Introduction
Wasting is a major public health problem in low-income and middle-income countries (LMIC). The risk of death is higher in wasted children defined by a weight-for-height Z-score (WHZ) below −2, when compared with non-wasted children.1 When diagnosed with wasting, children can be treated at home.2 The earlier the child is diagnosed, the shorter the duration of the treatment.3 However, wasting screening and diagnosis has been a challenge for the entire humanitarian community. WHZ remains difficult to obtain routinely at the community level as it requires heavy equipment and well-trained staff. Mid-upper arm circumference (MUAC) is therefore preferred in the field due to its simplicity (MUAC <115 mm for severe wasting, MUAC <125 mm for wasting) as per the WHO recommendations.1 However, MUAC has shown its limits for wasting diagnosis as well as prevalence estimation.
In 2019, wasting (as defined by WHZ score below −2) affected more than 47 million children under 5 years old world-wide.4 Although both low WHZ and MUAC are recommended for wasting diagnosis, only low WHZ is used for wasting prevalence evaluation by WHO.1 4 The use of current WHO’s MUAC cut-off recommendation does not allow for wasting prevalence estimation with an acceptable accuracy.5
Different MUAC cut-offs have been proposed in the past decades for wasting diagnosis (also called acute malnutrition). In the 1960s, a study based on a population of non-malnourished Polish children showed that MUAC had little or no relation to age and gender in children aged 1–5 years.6 Shakir and Morley suggested a coloured cord to measure upper-arm circumference for screening and diagnosis of wasting in children 6–59-months old.7 Children were categorised in three groups according to their MUAC: red, yellow and green for MUAC under 125 mm, between 125 mm and 135 mm, and over 135 mm, respectively. In 1985, Lindtjorn showed that these cut-off points greatly exaggerate wasting prevalence rates and proposed new cut-off points (110 and 130 mm).8 Benr and Nathanail compared the WHZ <−2 and MUAC <125 mm methods and concluded that these two methods identify similar proportions of wasted children.9 However, beyond the cut-off point itself, the use of a single cut-off for wasting diagnosis in all children within this age range has been debated.10 11 Indeed, MUAC has been reported to be age-specific and the use of MUAC with a single cut-off underestimates wasting in older children.12 13 To address this bias, a MUAC-based method taking into account child’s age and sex has been implemented. A Z-score is assigned to each child according to their MUAC, age and sex.14 However, the difficulty of determining the children’s age led to the use of another index, based on MUAC, height and sex.15 These methods certainly improve the sensitivity of wasting diagnosis but are not simple enough to be used for routine diagnoses. In fact, the determination of the children’s age on the one hand and their exact height on the other hand are essential for the MUAC–age and MUAC–height indices. Due to the necessity of calculating the Z-score for each child, both methods are not really routinely used in the field.

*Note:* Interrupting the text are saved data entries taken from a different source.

/// Curve official API client (primary source)
///
/// Endpoint: `GET {base}/api/getPools/ethereum/main`
///
/// The API only exposes the *current* state of every pool, so a fetch yields
/// exactly one snapshot regardless of the requested window. The orchestrator
/// decides whether that density is acceptable.
use crate::apis::client::{HttpClient, RateLimiter, RetryPolicy};
use crate::apis::{ensure_enabled, value_to_f64, SourceAdapter};
use crate::catalog::PoolDescriptor;
use crate::config::CollectorConfig;
use crate::errors::{AdapterError, AdapterResult};
use crate::logger::{self, LogTag};
use crate::series::{Provenance, Snapshot, TimeSeries};
use async_trait::async_trait;
use chrono::{DateTime, Utc};
use serde::Deserialize;
use std::collections::BTreeMap;

const CURVE_API_BASE_URL: &str = "https://api.curve.fi";

/// Raw balances and virtual price arrive as 1e18-scaled integers
const WAD: f64 = 1e18;

#[derive(Debug, Deserialize)]
struct PoolsResponse {
    data: PoolsData,
}

#[derive(Debug, Deserialize)]
struct PoolsData {
    #[serde(rename = "poolData")]
    pool_data: Vec<RawPool>,
}

#[derive(Debug, Deserialize)]
struct RawPool {
    address: String,
    #[serde(default)]
    coins: Vec<RawCoin>,
    #[serde(rename = "virtualPrice", default)]
    virtual_price: serde_json::Value,
    #[serde(rename = "usdTotal", default)]
    usd_total: serde_json::Value,
    #[serde(rename = "volumeUSD", default)]
    volume_usd: serde_json::Value,
    #[serde(rename = "latestDailyApy", default)]
    latest_daily_apy: serde_json::Value,
}

#[derive(Debug, Deserialize)]
struct RawCoin {
    symbol: String,
    #[serde(default)]
    decimals: serde_json::Value,
    #[serde(rename = "poolBalance", default)]
    pool_balance: serde_json::Value,
}

pub struct CurveApiClient {
    http: HttpClient,
    rate_limiter: RateLimiter,
    retry: RetryPolicy,
    base_url: String,
    enabled: bool,
}

impl CurveApiClient {
    pub fn from_config(config: &CollectorConfig) -> Result<Self, String> {
        Ok(Self {
            http: HttpClient::new(config.request_timeout_secs, config.accept_invalid_certs)?,
            rate_limiter: RateLimiter::new(config.rate_limit_per_minute),
            retry: RetryPolicy::new(config.retry_attempts, config.retry_base_delay()),
            base_url: CURVE_API_BASE_URL.to_string(),
            enabled: config.sources.curve_api,
        })
    }

    async fn fetch_pool_listing(&self) -> AdapterResult<PoolsResponse> {
        let url = format!("{}/api/getPools/ethereum/main", self.base_url);

        self.rate_limiter.throttle().await;

        let response = self
            .http
            .client()
            .get(&url)
            .send()
            .await
            .map_err(|e| self.http.classify(e))?;

        let status = response.status();
        if !status.is_success() {
            return Err(AdapterError::Transport(format!(
                "HTTP {} from {}",
                status, url
            )));
        }

        response
            .json::<PoolsResponse>()
            .await
            .map_err(|e| AdapterError::Schema(e.to_string()))
    }

    /// Convert one raw listing entry into a current-state snapshot
    fn snapshot_from_raw(
        &self,
        pool: &PoolDescriptor,
        raw: &RawPool,
        now: DateTime<Utc>,
    ) -> AdapterResult<Snapshot> {
        let mut balances = BTreeMap::new();
        for coin in &raw.coins {
            let decimals = value_to_f64(&coin.decimals).unwrap_or(18.0);
            if let Some(raw_balance) = value_to_f64(&coin.pool_balance) {
                balances.insert(
                    coin.symbol.to_lowercase(),
                    raw_balance / 10f64.powf(decimals),
                );
            }
        }

        let virtual_price = match value_to_f64(&raw.virtual_price) {
            Some(raw_vp) if raw_vp > 0.0 => raw_vp / WAD,
            Some(raw_vp) => {
                return Err(AdapterError::Schema(format!(
                    "non-positive virtual price {} for pool {}",
                    raw_vp, pool.id
                )))
            }
            None => 1.0,
        };

        Ok(Snapshot {
            timestamp: now,
            virtual_price,
            tvl: value_to_f64(&raw.usd_total).unwrap_or(0.0),
            volume_24h: value_to_f64(&raw.volume_usd).unwrap_or(0.0),
            apy: value_to_f64(&raw.latest_daily_apy).unwrap_or(0.0) / 100.0,
            balances,
            provenance: Provenance::CurveApi,
        })
    }
}

#[async_trait]
impl SourceAdapter for CurveApiClient {
    fn name(&self) -> &'static str {
        "curve_api"
    }

    fn is_enabled(&self) -> bool {
        self.enabled
    }

    async fn fetch(&self, pool: &PoolDescriptor, _days: u32) -> AdapterResult<TimeSeries> {
        ensure_enabled(self.enabled)?;

        let listing = self.retry.run(|| self.fetch_pool_listing()).await?;

        let raw = listing
            .data
            .pool_data
            .iter()
            .find(|p| p.address.eq_ignore_ascii_case(&pool.address))
            .ok_or_else(|| AdapterError::NotFound(pool.id.clone()))?;

        let snapshot = self.snapshot_from_raw(pool, raw, Utc::now())?;

        logger::debug(
            LogTag::Api,
            &format!(
                "curve_api: current snapshot for {} (vp={:.6})",
                pool.id, snapshot.virtual_price
            ),
        );

        Ok(TimeSeries::from_snapshots(&pool.id, vec![snapshot]))
    }
}

#[cfg(test)]
mod tests {
    use super::*;
    use crate::catalog::PoolCatalog;
    use serde_json::json;

    fn client() -> CurveApiClient {
        CurveApiClient::from_config(&CollectorConfig::default()).expect("client")
    }

    fn three_pool() -> PoolDescriptor {
        PoolCatalog::builtin().get("3pool").expect("3pool").clone()
    }

    fn raw_pool() -> RawPool {
        serde_json::from_value(json!({
            "address": "0xbEbc44782C7dB0a1A60Cb6fe97d0b483032FF1C7",
            "coins": [
                {"symbol": "USDC", "decimals": "6", "poolBalance": "150000000000000"},
                {"symbol": "DAI", "decimals": 18, "poolBalance": "120000000000000000000000000"}
            ],
            "virtualPrice": "1020000000000000000",
            "usdTotal": 270000000.0,
            "volumeUSD": "55000000",
            "latestDailyApy": "2.5"
        }))
        .expect("raw pool")
    }

    #[test]
    fn snapshot_scales_decimals_and_wad_fields() {
        let snapshot = client()
            .snapshot_from_raw(&three_pool(), &raw_pool(), Utc::now())
            .expect("snapshot");

        assert!((snapshot.virtual_price - 1.02).abs() < 1e-9);
        assert!((snapshot.balances["usdc"] - 150_000_000.0).abs() < 1e-3);
        assert!((snapshot.balances["dai"] - 120_000_000.0).abs() < 1e-3);
        assert!((snapshot.apy - 0.025).abs() < 1e-12);
        assert_eq!(snapshot.provenance, Provenance::CurveApi);
    }

    #[test]
    fn missing_virtual_price_defaults_to_baseline() {
        let raw: RawPool = serde_json::from_value(json!({
            "address": "0xbEbc44782C7dB0a1A60Cb6fe97d0b483032FF1C7",
            "coins": []
        }))
        .expect("raw pool");

        let snapshot = client()
            .snapshot_from_raw(&three_pool(), &raw, Utc::now())
            .expect("snapshot");
        assert_eq!(snapshot.virtual_price, 1.0);
    }

    #[test]
    fn non_positive_virtual_price_is_a_schema_error() {
        let raw: RawPool = serde_json::from_value(json!({
            "address": "0xbEbc44782C7dB0a1A60Cb6fe97d0b483032FF1C7",
            "coins": [],
            "virtualPrice": "0"
        }))
        .expect("raw pool");

        let result = client().snapshot_from_raw(&three_pool(), &raw, Utc::now());
        assert!(matches!(result, Err(AdapterError::Schema(_))));
    }

    #[tokio::test]
    async fn disabled_client_skips_io() {
        let config = CollectorConfig {
            sources: crate::config::SourceToggles {
                curve_api: false,
                ..Default::default()
            },
            ..CollectorConfig::default()
        };
        let client = CurveApiClient::from_config(&config).expect("client");

        let result = client.fetch(&three_pool(), 7).await;
        assert!(matches!(result, Err(AdapterError::Disabled)));
    }
}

We therefore considered an alternative method for wasting prevalence estimation, as well as wasting diagnosis with greater sensitivity and greater potential for routine use. Children’s height or age is not required. The method is based on the use of MUAC in relation to child’s upper arm length (UAL) which can be measured at the same time as the MUAC measurement, using the same MUAC tape. We tested this method in a nutritional survey conducted in July 2015 according to the methodology ‘Standardised Monitoring and Assessment of Relief and Transitions’ (SMART) in Mauritania. The current study aimed at evaluating the added value of the use of UAL along with the MUAC to diagnose and estimate the prevalence of wasting in comparison to the WHO standard as well as other MUAC based methods.